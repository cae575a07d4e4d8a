/// Token class assigned by a highlighter. The renderer maps each class to a
/// theme colour; unclassed text uses the theme's default foreground.
#[derive(Debug, Clone, Copy, PartialEq, Eq, Hash)]
pub enum HighlightClass {
    Attribute,
    Comment,
    Constant,
    Function,
    Keyword,
    Number,
    Operator,
    Property,
    Punctuation,
    String,
    Tag,
    Type,
    Variable,
}

#[derive(Debug, Clone, PartialEq, Eq)]
pub struct MarkupSpan {
    pub text: String,
    pub class: Option<HighlightClass>,
}

/// Pre-highlighted, terminal-safe content of a single line.
///
/// Every span's text has already passed through [`sanitize`], so it can be
/// written to the terminal as-is.
#[derive(Debug, Clone, Default, PartialEq, Eq)]
pub struct Markup {
    spans: Vec<MarkupSpan>,
}

impl Markup {
    /// Unclassed markup for raw text.
    pub fn plain(text: &str) -> Self {
        let mut markup = Self::default();
        markup.push(text, None);
        markup
    }

    /// Append a span, merging with the previous one when the class matches.
    pub fn push(&mut self, text: &str, class: Option<HighlightClass>) {
        if text.is_empty() {
            return;
        }
        let clean = sanitize(text);
        match self.spans.last_mut() {
            Some(last) if last.class == class => last.text.push_str(&clean),
            _ => self.spans.push(MarkupSpan { text: clean, class }),
        }
    }

    pub fn spans(&self) -> &[MarkupSpan] {
        &self.spans
    }

    pub fn is_empty(&self) -> bool {
        self.spans.is_empty()
    }

    /// Concatenated span text.
    pub fn text(&self) -> String {
        self.spans.iter().map(|s| s.text.as_str()).collect()
    }
}

const TAB_WIDTH: usize = 4;

/// Make raw text safe to print inside a pane: tabs expand to spaces and
/// control characters become their Unicode "control picture" glyphs, so
/// file content can never emit escape sequences.
pub fn sanitize(text: &str) -> String {
    let mut out = String::with_capacity(text.len());
    for c in text.chars() {
        match c {
            '\t' => out.push_str(&" ".repeat(TAB_WIDTH)),
            '\u{7f}' => out.push('\u{2421}'),
            c if (c as u32) < 0x20 => {
                out.push(char::from_u32(0x2400 + c as u32).unwrap_or('\u{fffd}'))
            }
            c if c.is_control() => out.push('\u{fffd}'),
            c => out.push(c),
        }
    }
    out
}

______

_Work order_: Please copy every line of the data that carries the string "Option".

_Response below_:
    pub class: Option<HighlightClass>,
    pub fn push(&mut self, text: &str, class: Option<HighlightClass>) {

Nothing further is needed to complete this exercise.